Man riecht, schmeckt, hört etwas – und eine Welt erscheint. Eine versunkene Welt. Das ist der Madeleine-Effekt, sogar Hirnforscher nennen ihn so. Lang bevor man herausgefunden hat, dass der Geruchssinn besonders unmittelbar mit unserem Gedächtnis verbunden ist, hat man in Prousts Roman „Auf der Suche nach der verlorenen Zeit“ erlebt, wie der Geruch und Geschmack des ovalen Sandgebäcks, in Tee getunkt, im Erzähler Erinnerungen an seine Kindheit freisetzen – als würde tief im Innersten ein Anker gelichtet. Unebene Pflastersteine, über die man stolpert, das Gefühl einer gestärkten Serviette an den Lippen – auch das löst später Erinnerungen aus –, aber nichts so stark wie der Duft der Madeleine.

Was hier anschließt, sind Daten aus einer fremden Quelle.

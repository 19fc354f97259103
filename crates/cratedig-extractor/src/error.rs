//! Error types for the Extractor

use std::path::PathBuf;
use thiserror::Error;

/// Errors that can occur during extraction
///
/// Every variant is fatal for the run. Tolerated data-quality gaps (unmatched
/// identifiers, position-less tracks, symbolic dates, extra labels) never
/// surface as errors.
#[derive(Error, Debug)]
pub enum ExtractError {
    /// A required input could not be opened or read
    #[error("Cannot read {}: {source}", path.display())]
    Resource {
        /// Path of the input
        path: PathBuf,
        /// Underlying I/O failure
        #[source]
        source: std::io::Error,
    },

    /// The token source reported malformed low-level structure
    #[error("Malformed input stream: {0}")]
    Stream(String),

    /// The document does not have the expected container layout
    #[error("Schema error: {0}")]
    Schema(String),

    /// The declared document encoding is not recognized
    #[error("Unsupported document encoding: {0}")]
    Encoding(String),

    /// A wanted record failed to parse
    #[error("Error parsing release {id}: {source}")]
    RecordParse {
        /// Raw identifier attribute of the offending record
        id: String,
        /// What went wrong inside the record
        #[source]
        source: Box<ExtractError>,
    },

    /// Configuration error
    #[error("Configuration error: {0}")]
    Config(String),
}

impl ExtractError {
    /// Attach the raw identifier of the record being parsed
    pub fn in_record(self, id: impl Into<String>) -> Self {
        ExtractError::RecordParse {
            id: id.into(),
            source: Box::new(self),
        }
    }

    /// Whether this error means an input could not be opened
    pub fn is_resource(&self) -> bool {
        matches!(self, ExtractError::Resource { .. })
    }
}

impl From<quick_xml::Error> for ExtractError {
    fn from(e: quick_xml::Error) -> Self {
        ExtractError::Stream(e.to_string())
    }
}

impl From<quick_xml::events::attributes::AttrError> for ExtractError {
    fn from(e: quick_xml::events::attributes::AttrError) -> Self {
        ExtractError::Stream(e.to_string())
    }
}

#[cfg(test)]
mod tests {
    use super::*;

    #[test]
    fn test_record_parse_message_carries_id() {
        let err = ExtractError::Schema("unexpected end of stream".to_string()).in_record("1234");
        assert_eq!(
            err.to_string(),
            "Error parsing release 1234: Schema error: unexpected end of stream"
        );
    }

    #[test]
    fn test_resource_classification() {
        let err = ExtractError::Resource {
            path: PathBuf::from("missing.csv"),
            source: std::io::Error::new(std::io::ErrorKind::NotFound, "not found"),
        };
        assert!(err.is_resource());
        assert!(err.to_string().contains("missing.csv"));
        assert!(!ExtractError::Stream("bad".to_string()).is_resource());
    }
}
//! Error types for the CLI application.

use cratedig_extractor::ExtractError;
use std::path::PathBuf;
use thiserror::Error;

/// Result type alias for CLI operations.
pub type Result<T> = std::result::Result<T, CliError>;

/// CLI-specific errors.
#[derive(Debug, Error)]
pub enum CliError {
    /// Extraction failed
    #[error(transparent)]
    Extract(#[from] ExtractError),

    /// Configuration error
    #[error("Configuration error: {0}")]
    Config(String),

    /// The output document could not be written
    #[error("Cannot write {}: {source}", path.display())]
    Output {
        /// Destination path
        path: PathBuf,
        /// Underlying I/O failure
        #[source]
        source: std::io::Error,
    },

    /// I/O error
    #[error("I/O error: {0}")]
    Io(#[from] std::io::Error),

    /// Serialization error
    #[error("Serialization error: {0}")]
    Serialization(#[from] serde_json::Error),

    /// TOML parsing error
    #[error("TOML parsing error: {0}")]
    Toml(#[from] toml::de::Error),
}

impl CliError {
    /// Process exit code for this error.
    ///
    /// An input that cannot be opened exits with 1; every other failure
    /// exits with 2.
    pub fn exit_code(&self) -> i32 {
        match self {
            CliError::Extract(e) if e.is_resource() => 1,
            _ => 2,
        }
    }
}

Wozu aber brauchte Friedrich Schiller faulige Äpfel? Goethe erzählt, ihm sei an Schillers Schreibtisch übel geworden, wegen des Geruchs fauler Äpfel in einer Schublade. Schillers Frau habe ihm dann gesagt, dass Schiller ohne diesen Geruch „nicht leben und arbeiten kann“.